Poc Chuc Poc-Chuc

Poc-Chuc Awards

Soulful Mayan food on a quiet stretch of 16th Street.
Openings: Lunch & Dinner Mon.-Sat.


Poc-Chuc, San Francisco, CA

Poc-Chuc Restaurant Review:

From the street, Poc-Chuc might look like just another Mission District hole-in-the-wall, albeit tidier than most, with a flapping metal gate and a rough-hewn sign out front. Inside, however, a cozy welcoming glow surrounds every table in the narrow space. Epic Mexican westerns and goofy classic comedies flicker on wide TV screens positioned overhead, but their presence is silent, a discreet accompaniment to the first-rate Mayan fare.
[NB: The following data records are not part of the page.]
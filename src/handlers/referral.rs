use super::{authorize, ok};
use crate::error::AppResult;
use crate::middlewares::Capability;
use crate::models::*;
use crate::services::{ReferralService, UserService};
use actix_web::{HttpRequest, HttpResponse, web};

#[utoipa::path(
    get,
    path = "/referrals/mine",
    tag = "referrals",
    security(
        ("bearer_auth" = [])
    ),
    responses(
        (status = 200, description = "Own code and referred users", body = MyReferralsResponse),
        (status = 401, description = "Unauthorized")
    )
)]
pub async fn my_referrals(
    user_service: web::Data<UserService>,
    referral_service: web::Data<ReferralService>,
    req: HttpRequest,
) -> AppResult<HttpResponse> {
    let user = authorize(&req, &user_service, Capability::Authenticated).await?;
    Ok(ok(referral_service.my_referrals(user.id).await?))
}

#[utoipa::path(
    get,
    path = "/referrals/leaderboard",
    tag = "referrals",
    params(
        ("limit" = Option<u64>, Query, description = "Default 10, at most 100")
    ),
    responses(
        (status = 200, description = "Top referrers", body = [LeaderboardEntry])
    )
)]
pub async fn leaderboard(
    referral_service: web::Data<ReferralService>,
    query: web::Query<LimitQuery>,
) -> AppResult<HttpResponse> {
    Ok(ok(referral_service.leaderboard(query.resolve(10, 100)).await?))
}

pub fn referral_config(cfg: &mut web::ServiceConfig) {
    cfg.service(
        web::scope("/referrals")
            .route("/mine", web::get().to(my_referrals))
            .route("/leaderboard", web::get().to(leaderboard)),
    );
}
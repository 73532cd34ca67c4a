use chrono::{DateTime, Utc};
use serde::Serialize;
use utoipa::ToSchema;

use crate::entities::{SpinRewardType, spin_history_entity, spin_reward_entity};

#[derive(Debug, Clone, Serialize, ToSchema)]
pub struct SpinRewardResponse {
    pub id: i64,
    pub reward_type: SpinRewardType,
    pub reward_value: i64,
    /// Relative weight among active rewards
    pub probability: i32,
    pub display_text: String,
}

impl From<spin_reward_entity::Model> for SpinRewardResponse {
    fn from(m: spin_reward_entity::Model) -> Self {
        SpinRewardResponse {
            id: m.id,
            reward_type: m.reward_type,
            reward_value: m.reward_value,
            probability: m.probability,
            display_text: m.display_text,
        }
    }
}

#[derive(Debug, Serialize, ToSchema)]
pub struct SpinResultResponse {
    pub reward: SpinRewardResponse,
    /// True when the reward was paid into the wallet
    pub credited: bool,
    pub history_id: i64,
}

#[derive(Debug, Clone, Serialize, ToSchema)]
pub struct SpinHistoryResponse {
    pub id: i64,
    pub reward_id: i64,
    pub reward_value: i64,
    pub created_at: DateTime<Utc>,
}

impl From<spin_history_entity::Model> for SpinHistoryResponse {
    fn from(m: spin_history_entity::Model) -> Self {
        SpinHistoryResponse {
            id: m.id,
            reward_id: m.reward_id,
            reward_value: m.reward_value,
            created_at: m.created_at,
        }
    }
}
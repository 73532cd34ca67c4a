use crate::database::DbPool;
use crate::entities::{TransactionType, transaction_entity as transactions, wallet_entity as wallets};
use crate::error::{AppError, AppResult};
use crate::models::{LedgerAuditResponse, TransactionResponse, WalletResponse};
use chrono::Utc;
use sea_orm::sea_query::OnConflict;
use sea_orm::{
    ActiveModelTrait, ColumnTrait, ConnectionTrait, EntityTrait,
    IntoActiveModel, QueryFilter, QueryOrder, QuerySelect, Set, TransactionTrait,
};

/// What a ledger row points back to, e.g. ("task", 12).
#[derive(Debug, Clone, Copy)]
pub struct LedgerReference {
    pub kind: &'static str,
    pub id: Option<i64>,
}

impl LedgerReference {
    pub fn new(kind: &'static str, id: i64) -> Self {
        Self { kind, id: Some(id) }
    }

    pub fn kind_only(kind: &'static str) -> Self {
        Self { kind, id: None }
    }
}

#[derive(Debug, Clone)]
pub struct LedgerEntry {
    pub user_id: i64,
    /// Always positive; the direction comes from credit/debit
    pub amount: i64,
    pub transaction_type: TransactionType,
    pub description: String,
    pub reference: Option<LedgerReference>,
}

impl LedgerEntry {
    pub fn new(
        user_id: i64,
        amount: i64,
        transaction_type: TransactionType,
        description: impl Into<String>,
        reference: Option<LedgerReference>,
    ) -> Self {
        Self {
            user_id,
            amount,
            transaction_type,
            description: description.into(),
            reference,
        }
    }
}

/// Wallet figures after a credit or debit has been applied.
#[derive(Debug, Clone, PartialEq, Eq)]
pub struct BalanceChange {
    pub balance_before: i64,
    pub balance_after: i64,
    pub total_earned: i64,
    pub total_withdrawn: i64,
    pub total_spent: i64,
    pub stamps_withdrawal_date: bool,
}

impl BalanceChange {
    /// Signed amount recorded in the ledger row
    pub fn signed_amount(&self) -> i64 {
        self.balance_after - self.balance_before
    }
}

fn ensure_positive(amount: i64) -> AppResult<()> {
    if amount <= 0 {
        return Err(AppError::ValidationError(
            "Amount must be positive".to_string(),
        ));
    }
    Ok(())
}

pub fn plan_credit(wallet: &wallets::Model, amount: i64) -> AppResult<BalanceChange> {
    ensure_positive(amount)?;
    Ok(BalanceChange {
        balance_before: wallet.balance,
        balance_after: wallet.balance + amount,
        total_earned: wallet.total_earned + amount,
        total_withdrawn: wallet.total_withdrawn,
        total_spent: wallet.total_spent,
        stamps_withdrawal_date: false,
    })
}

pub fn plan_debit(
    wallet: &wallets::Model,
    amount: i64,
    transaction_type: TransactionType,
) -> AppResult<BalanceChange> {
    ensure_positive(amount)?;
    if amount > wallet.balance {
        return Err(AppError::InsufficientBalance);
    }
    let is_withdrawal = transaction_type == TransactionType::Withdrawal;
    Ok(BalanceChange {
        balance_before: wallet.balance,
        balance_after: wallet.balance - amount,
        total_earned: wallet.total_earned,
        total_withdrawn: wallet.total_withdrawn + if is_withdrawal { amount } else { 0 },
        total_spent: wallet.total_spent + if is_withdrawal { 0 } else { amount },
        stamps_withdrawal_date: is_withdrawal,
    })
}

#[derive(Debug, Clone, PartialEq, Eq)]
pub struct ReplayOutcome {
    pub balance: i64,
    /// Every row's balance_before equals the running balance
    pub chain_intact: bool,
}

/// Replays ledger rows in creation order starting from zero.
pub fn replay_ledger(rows: &[transactions::Model]) -> ReplayOutcome {
    let mut balance = 0i64;
    let mut chain_intact = true;
    for row in rows {
        if row.balance_before != balance || row.balance_after != balance + row.amount {
            chain_intact = false;
        }
        balance += row.amount;
    }
    ReplayOutcome {
        balance,
        chain_intact,
    }
}

#[derive(Clone)]
pub struct WalletService {
    pool: DbPool,
}

impl WalletService {
    pub fn new(pool: DbPool) -> Self {
        Self { pool }
    }

    /// Idempotent: concurrent callers never create a second wallet.
    pub async fn ensure_wallet_with<C: ConnectionTrait>(conn: &C, user_id: i64) -> AppResult<()> {
        wallets::Entity::insert(wallets::ActiveModel {
            user_id: Set(user_id),
            ..Default::default()
        })
        .on_conflict(
            OnConflict::column(wallets::Column::UserId)
                .do_nothing()
                .to_owned(),
        )
        .exec_without_returning(conn)
        .await?;
        Ok(())
    }

    pub async fn get_or_create_wallet(&self, user_id: i64) -> AppResult<wallets::Model> {
        if let Some(wallet) = Self::find_wallet_with(&*self.pool, user_id).await? {
            return Ok(wallet);
        }
        Self::ensure_wallet_with(&*self.pool, user_id).await?;
        Self::find_wallet_with(&*self.pool, user_id)
            .await?
            .ok_or_else(|| AppError::InternalError(format!("wallet for user {user_id} missing")))
    }

    pub async fn find_wallet_with<C: ConnectionTrait>(
        conn: &C,
        user_id: i64,
    ) -> AppResult<Option<wallets::Model>> {
        Ok(wallets::Entity::find()
            .filter(wallets::Column::UserId.eq(user_id))
            .one(conn)
            .await?)
    }

    async fn lock_wallet<C: ConnectionTrait>(
        conn: &C,
        user_id: i64,
    ) -> AppResult<Option<wallets::Model>> {
        Ok(wallets::Entity::find()
            .filter(wallets::Column::UserId.eq(user_id))
            .lock_exclusive()
            .one(conn)
            .await?)
    }

    /// Credits inside the caller's transaction. The wallet row stays locked
    /// until that transaction ends.
    pub async fn credit_with<C: ConnectionTrait>(
        conn: &C,
        entry: &LedgerEntry,
    ) -> AppResult<transactions::Model> {
        ensure_positive(entry.amount)?;
        Self::ensure_wallet_with(conn, entry.user_id).await?;
        let wallet = Self::lock_wallet(conn, entry.user_id)
            .await?
            .ok_or_else(|| {
                AppError::InternalError(format!("wallet for user {} missing", entry.user_id))
            })?;
        let change = plan_credit(&wallet, entry.amount)?;
        Self::apply(conn, wallet, &change, entry).await
    }

    /// Debits inside the caller's transaction. A missing wallet has balance 0.
    pub async fn debit_with<C: ConnectionTrait>(
        conn: &C,
        entry: &LedgerEntry,
    ) -> AppResult<transactions::Model> {
        ensure_positive(entry.amount)?;
        let wallet = Self::lock_wallet(conn, entry.user_id)
            .await?
            .ok_or(AppError::InsufficientBalance)?;
        let change = plan_debit(&wallet, entry.amount, entry.transaction_type)?;
        Self::apply(conn, wallet, &change, entry).await
    }

    async fn apply<C: ConnectionTrait>(
        conn: &C,
        wallet: wallets::Model,
        change: &BalanceChange,
        entry: &LedgerEntry,
    ) -> AppResult<transactions::Model> {
        let now = Utc::now();
        let mut am = wallet.into_active_model();
        am.balance = Set(change.balance_after);
        am.total_earned = Set(change.total_earned);
        am.total_withdrawn = Set(change.total_withdrawn);
        am.total_spent = Set(change.total_spent);
        if change.stamps_withdrawal_date {
            am.last_withdrawal_date = Set(Some(now));
        }
        am.updated_at = Set(now);
        am.update(conn).await?;

        let row = transactions::ActiveModel {
            user_id: Set(entry.user_id),
            transaction_type: Set(entry.transaction_type),
            amount: Set(change.signed_amount()),
            balance_before: Set(change.balance_before),
            balance_after: Set(change.balance_after),
            description: Set(Some(entry.description.clone())),
            reference_id: Set(entry.reference.and_then(|r| r.id)),
            reference_type: Set(entry.reference.map(|r| r.kind.to_string())),
            created_at: Set(now),
            ..Default::default()
        }
        .insert(conn)
        .await?;
        Ok(row)
    }

    pub async fn credit(&self, entry: LedgerEntry) -> AppResult<transactions::Model> {
        let txn = self.pool.begin().await?;
        let row = Self::credit_with(&txn, &entry).await?;
        txn.commit().await?;
        Ok(row)
    }

    pub async fn debit(&self, entry: LedgerEntry) -> AppResult<transactions::Model> {
        let txn = self.pool.begin().await?;
        let row = Self::debit_with(&txn, &entry).await?;
        txn.commit().await?;
        Ok(row)
    }

    pub async fn get_balance(&self, user_id: i64) -> AppResult<WalletResponse> {
        Ok(self.get_or_create_wallet(user_id).await?.into())
    }

    /// Newest first
    pub async fn list_transactions(
        &self,
        user_id: i64,
        limit: u64,
    ) -> AppResult<Vec<TransactionResponse>> {
        let rows = transactions::Entity::find()
            .filter(transactions::Column::UserId.eq(user_id))
            .order_by_desc(transactions::Column::CreatedAt)
            .order_by_desc(transactions::Column::Id)
            .limit(limit)
            .all(&*self.pool)
            .await?;
        Ok(rows.into_iter().map(Into::into).collect())
    }

    /// Manual correction by an administrator.
    pub async fn admin_adjust(
        &self,
        admin_id: i64,
        user_id: i64,
        credit: bool,
        amount: i64,
        description: Option<String>,
    ) -> AppResult<TransactionResponse> {
        let (transaction_type, fallback) = if credit {
            (TransactionType::AdminCredit, "Admin credit")
        } else {
            (TransactionType::AdminDebit, "Admin debit")
        };
        let entry = LedgerEntry::new(
            user_id,
            amount,
            transaction_type,
            description.unwrap_or_else(|| fallback.to_string()),
            Some(LedgerReference::new("admin", admin_id)),
        );
        let row = if credit {
            self.credit(entry).await?
        } else {
            self.debit(entry).await?
        };
        log::info!(
            "Wallet adjusted by admin {admin_id}: user={user_id}, type={transaction_type}, amount={amount}"
        );
        Ok(row.into())
    }

    /// Replays the ledger and compares it with the stored balance.
    pub async fn audit(&self, user_id: i64) -> AppResult<LedgerAuditResponse> {
        let wallet = Self::find_wallet_with(&*self.pool, user_id)
            .await?
            .ok_or_else(|| AppError::NotFound("Wallet not found".to_string()))?;
        let rows = transactions::Entity::find()
            .filter(transactions::Column::UserId.eq(user_id))
            .order_by_asc(transactions::Column::CreatedAt)
            .order_by_asc(transactions::Column::Id)
            .all(&*self.pool)
            .await?;
        let outcome = replay_ledger(&rows);
        let consistent = outcome.chain_intact && outcome.balance == wallet.balance;
        if !consistent {
            log::warn!(
                "Ledger mismatch for user {user_id}: stored={}, replayed={}",
                wallet.balance,
                outcome.balance
            );
        }
        Ok(LedgerAuditResponse {
            user_id,
            stored_balance: wallet.balance,
            replayed_balance: outcome.balance,
            transaction_count: rows.len(),
            chain_intact: outcome.chain_intact,
            consistent,
        })
    }
}
use serde::{Deserialize, Serialize};
use utoipa::ToSchema;

use super::UserResponse;

/// Pushed by the identity provider after it has authenticated the user.
#[derive(Debug, Clone, Serialize, Deserialize, ToSchema)]
pub struct SessionRequest {
    #[schema(example = "oidc|8f14e45f")]
    pub open_id: String,
    pub name: Option<String>,
    pub email: Option<String>,
    #[schema(example = "google")]
    pub login_method: Option<String>,
}

#[derive(Debug, Serialize, Deserialize, ToSchema)]
pub struct RefreshTokenRequest {
    pub refresh_token: String,
}

#[derive(Debug, Serialize, ToSchema)]
pub struct AuthResponse {
    pub access_token: String,
    pub refresh_token: String,
    pub token_type: String,
    pub expires_in: i64,
    pub user: UserResponse,
}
Begin with an appetizer platter, and snap up salbute with their puffy shells fried chewy and topped with stewed turkey bits. Try the restaurant's namesake, an enormous platter of thin-sliced grilled pork served with shredded cabbage, stock-seasoned rice, plush corn tortillas, and a small bowl of luxurious black bean purée. The pollo pibil is chicken, of course---nearly two leg quarters' worth---slow-braised into soft, collapsing richness with onions and peppers---particularly nice with a splash of the restaurant's brutally hot habanero-lime sauce. You'll want a beer to go with that, but unfortunately, Poc-Chuc sells no alcohol and does not permit brown-bagging.